The Databricks Data + AI Summit held in San Francisco this week attracted over 16,000 attendees in person and virtually over 60,000 from 140 countries. Here are some of the key announcements and takeaways:
Announcements from CEO Ali Ghodsi
- There have been over 1 billion downloads per year for Delta Lake and Apache Spark projects, and 200 million downloads per year for MLflow. Databricks employees have contributed over 12 million lines of open-source code.
- Databricks announced their acquisition of Tabular, which includes the creators of Apache Iceberg. Their intent is to influence the unification of the Delta Lake and Iceberg file formats. Delta Lake Uniform is now generally available and Delta Lake and Iceberg will be 100% interoperable blog
- Databricks unveiled their goals for all of their offerings to have a serverless option by July 2024. This has been a multi-year project involving hundreds of engineers and a re-architecting of all their services.
- Unity catalog is now public and open source! blog
AI Innovations
- Databricks showcased new AI features powered by their acquisition of Mosaic ML (renamed Mosaic AI), including advanced model training, no-code fine-tuning, and SQL integration for invoking AI models.
- Support for embedding models like GPT and vector search was announced, allowing users to leverage these capabilities directly from SQL.
- They announced AI/BI, intelligence for Business Intelligence (blog)
- A new “Genie” feature allows users to chat with their data using a Google-like search interface backed by a compound AI agent.
- Agents that remember and learn your business
- They introduced a new “Compound AI” agent framework with an SDK for building real-time AI agents and applications, along with an agent evaluation framework for debugging and improving agents.
- All with built in security and governance through Unity Catalog
- AI delivers class leading performance without tuning. Benchmarks show that the Databricks SQL experience is one of the most efficient and cost-effective warehouses
Notable Speakers
- In a compelling keynote at the Databricks Data + AI Summit 2024, Jensen Huang, the visionary founder and CEO of NVIDIA, shed light on the transformative potential of accelerated computing in the realms of data processing and analytics. Sharing the stage with Ali Ghodsi, the co-founder and CEO of Databricks, Huang painted a vivid picture of business data as an untapped “gold mine” brimming with opportunities for companies willing to harness its immense value. Huang said, “Data is the new currency, but it’s a disservice to compare it to oil, for it is the very lifeblood of modern enterprises.” NVIDIA partnership blog
- Stanford AI researcher, Fei-Fei Li, gave a compelling talk, highlighting advancements in AI agents and robotics.
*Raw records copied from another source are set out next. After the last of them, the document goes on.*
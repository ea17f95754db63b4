//! 数学基础类型
//!
//! 向量运算直接使用 nalgebra，这里只补充平面运动需要的几个操作。

pub type Vector2 = nalgebra::Vector2<f64>;
pub type Vector3 = nalgebra::Vector3<f64>;

/// 通用浮点比较容差
pub const EPSILON: f64 = 1e-9;

/// 单轴方向分量低于此值时不参与进给/加速度限制
pub const AXIS_EPSILON: f64 = 1e-8;

/// 位移各分量都低于此值的运动视为空操作
pub const MOVE_EPSILON: f64 = 1e-12;

/// 平面向量扩展
pub trait PlanarExt {
    /// 顺时针旋转 90°：`(x, y) -> (y, -x)`
    fn right(&self) -> Vector2;

    /// 二维叉积 `a.x * b.y - a.y * b.x`
    fn cross2(&self, other: &Vector2) -> f64;
}

impl PlanarExt for Vector2 {
    fn right(&self) -> Vector2 {
        Vector2::new(self.y, -self.x)
    }

    fn cross2(&self, other: &Vector2) -> f64 {
        self.perp(other)
    }
}

/// 所有分量的绝对值都小于 `tolerance`
pub fn is_negligible(v: &Vector3, tolerance: f64) -> bool {
    v.iter().all(|c| c.abs() < tolerance)
}

#[cfg(test)]
mod tests {
    use super::*;

    #[test]
    fn test_right_is_clockwise() {
        let v = Vector2::new(1.0, 0.0);
        assert_eq!(v.right(), Vector2::new(0.0, -1.0));
        assert!(v.right().dot(&v).abs() < EPSILON);
    }

    #[test]
    fn test_cross2_sign() {
        let a = Vector2::new(2.0, 0.0);
        let b = Vector2::new(1.0, 1.0);
        assert!((a.cross2(&b) - 2.0).abs() < EPSILON);
        assert!((b.cross2(&a) + 2.0).abs() < EPSILON);
    }

    #[test]
    fn test_negligible() {
        assert!(is_negligible(&Vector3::new(1e-13, -1e-13, 0.0), MOVE_EPSILON));
        assert!(!is_negligible(&Vector3::new(0.0, 0.0, 1e-6), MOVE_EPSILON));
    }
}
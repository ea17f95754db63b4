//! 核心错误定义

use thiserror::Error;

/// 配置错误：无法识别的平面/轴，或非法的机床参数
#[derive(Error, Debug)]
pub enum ConfigError {
    #[error("Unknown plane: {0}")]
    UnknownPlane(String),

    #[error("Unknown axis: {0}")]
    UnknownAxis(String),

    #[error("Invalid parameter `{name}`: {reason}")]
    InvalidParameter { name: String, reason: String },

    #[error("IO error: {0}")]
    Io(#[from] std::io::Error),

    #[error("JSON error: {0}")]
    Json(#[from] serde_json::Error),
}

impl ConfigError {
    pub fn invalid(name: impl Into<String>, reason: impl Into<String>) -> Self {
        Self::InvalidParameter {
            name: name.into(),
            reason: reason.into(),
        }
    }
}

/// 运动指令编译错误
///
/// 两种错误都只影响当前这一次编译调用，调用方不应把对应动作加入程序。
#[derive(Error, Debug)]
pub enum CompileError {
    #[error("Configuration error: {0}")]
    Configuration(#[from] ConfigError),

    #[error("Geometrically infeasible move: {0}")]
    GeometricInfeasibility(String),
}

/// 实时子系统/外设传输错误
#[derive(Error, Debug, Clone, PartialEq)]
pub enum TransportError {
    #[error("Transport failure: {0}")]
    Failure(String),

    #[error("Transport timed out")]
    Timeout,

    #[error("Missing field `{0}` in response")]
    MissingField(String),

    #[error("Invalid value `{value}` for field `{key}`")]
    InvalidField { key: String, value: String },
}
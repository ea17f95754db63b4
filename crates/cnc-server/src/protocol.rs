//! 客户端协议
//!
//! 每行一个 JSON 对象（UTF-8，`\n` 结尾）。
//!
//! 请求：`{"type":"command","command":"...","program":[...] | "..."}`
//!
//! 推送：
//! - `{"type":"coordinates","hardware":[x,y,z],"global":[x,y,z],"local":[x,y,z],"cs":n}`
//! - `{"type":"line","line":n}`

use crate::error::ServerError;
use serde::{Deserialize, Serialize};
use std::io::{BufRead, Write};

/// 程序文本：行数组或整段文本
#[derive(Debug, Clone, PartialEq, Serialize, Deserialize)]
#[serde(untagged)]
pub enum ProgramText {
    Lines(Vec<String>),
    Text(String),
}

impl Default for ProgramText {
    fn default() -> Self {
        ProgramText::Lines(Vec::new())
    }
}

impl ProgramText {
    pub fn into_lines(self) -> Vec<String> {
        match self {
            ProgramText::Lines(lines) => lines,
            ProgramText::Text(text) => text.lines().map(str::to_string).collect(),
        }
    }
}

/// 客户端请求
#[derive(Debug, Clone, PartialEq, Serialize, Deserialize)]
pub struct ClientRequest {
    #[serde(rename = "type")]
    pub kind: String,
    pub command: String,
    #[serde(default)]
    pub program: ProgramText,
}

/// 规范化后的客户端指令
#[derive(Debug, Clone, PartialEq)]
pub enum ClientCommand {
    Exit,
    Disconnect,
    Reboot,
    /// `reset` 和 `stop`
    Reset,
    Pause,
    Load(Vec<String>),
    Continue,
    Start,
    Execute(Vec<String>),
}

impl ClientRequest {
    pub fn into_command(self) -> Result<ClientCommand, ServerError> {
        if self.kind != "command" {
            return Err(ServerError::UnknownCommand(format!("message type `{}`", self.kind)));
        }

        let command = match self.command.as_str() {
            "exit" => ClientCommand::Exit,
            "disconnect" => ClientCommand::Disconnect,
            "reboot" => ClientCommand::Reboot,
            "reset" | "stop" => ClientCommand::Reset,
            "pause" => ClientCommand::Pause,
            "load" => ClientCommand::Load(self.program.into_lines()),
            "continue" => ClientCommand::Continue,
            "start" => ClientCommand::Start,
            "execute" => ClientCommand::Execute(self.program.into_lines()),
            other => return Err(ServerError::UnknownCommand(other.to_string())),
        };
        Ok(command)
    }
}

/// 服务端推送
#[derive(Debug, Clone, PartialEq, Serialize, Deserialize)]
#[serde(tag = "type", rename_all = "lowercase")]
pub enum ServerMessage {
    Coordinates {
        hardware: [f64; 3],
        global: [f64; 3],
        local: [f64; 3],
        cs: usize,
    },
    Line {
        line: usize,
    },
}

/// 按行读取请求
pub struct MessageReceiver<R> {
    reader: R,
    buffer: String,
}

impl<R: BufRead> MessageReceiver<R> {
    pub fn new(reader: R) -> Self {
        Self {
            reader,
            buffer: String::new(),
        }
    }

    /// 读取下一条请求，流结束返回 `None`；空行跳过
    pub fn receive(&mut self) -> Result<Option<ClientRequest>, ServerError> {
        loop {
            self.buffer.clear();
            if self.reader.read_line(&mut self.buffer)? == 0 {
                return Ok(None);
            }
            let line = self.buffer.trim();
            if line.is_empty() {
                continue;
            }
            return Ok(Some(serde_json::from_str(line)?));
        }
    }
}

/// 按行写出推送
pub struct MessageSender<W> {
    writer: W,
}

impl<W: Write> MessageSender<W> {
    pub fn new(writer: W) -> Self {
        Self { writer }
    }

    pub fn send(&mut self, message: &ServerMessage) -> Result<(), ServerError> {
        serde_json::to_writer(&mut self.writer, message)?;
        self.writer.write_all(b"\n")?;
        self.writer.flush()?;
        Ok(())
    }
}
She compared it to the development of advanced vision in living organisms 540M years ago that lead to the Cambrian explosion.
- Databricks co-founders Matei Zaharia, Reynold Xin, and Patrick Wendell gave insights into the company’s AI strategy and product roadmap.
- Matei Zaharia, co-founder and CTO of Databricks, spoke about the company’s AI strategy and product roadmap related to “Compound AI”, which is a concept developed by the Berkeley Artificial Intelligence Research group. He introduced Databricks’ new agent framework and SDK for building real-time AI agents and applications, along with an agent evaluation framework for debugging and improving these agents. He also open-sourced Unity Catalog and made it public live on stage.
- Reynold Xin, co-founder and Chief Architect, highlighted Databricks’ AI-powered performance improvements called “Prediction IO 2.0” that significantly boost query performance over competitors like Snowflake. He demonstrated how these enhancements, enabled by Databricks’ shift to a serverless infrastructure, lead to much faster query performance compared to competitors, especially with a high number of concurrent queries.
- Patrick Wendell, co-founder and VP of Engineering, explained Databricks’ new AI features powered by their acquisition of Mosaic. This includes advanced model training capabilities, with over 200,000 AI models trained by Databricks customers in the past year. He also showcased no-code fine-tuning of foundation models, SQL integration for invoking AI models, and the Mosaic AI Gateway for governance and permissions around AI models.
The Data & AI Summit demonstrated Databricks’ strong focus on AI integration, open-source contributions, performance optimization, continuously improving their products, and enhancing the user experience through generative AI capabilities.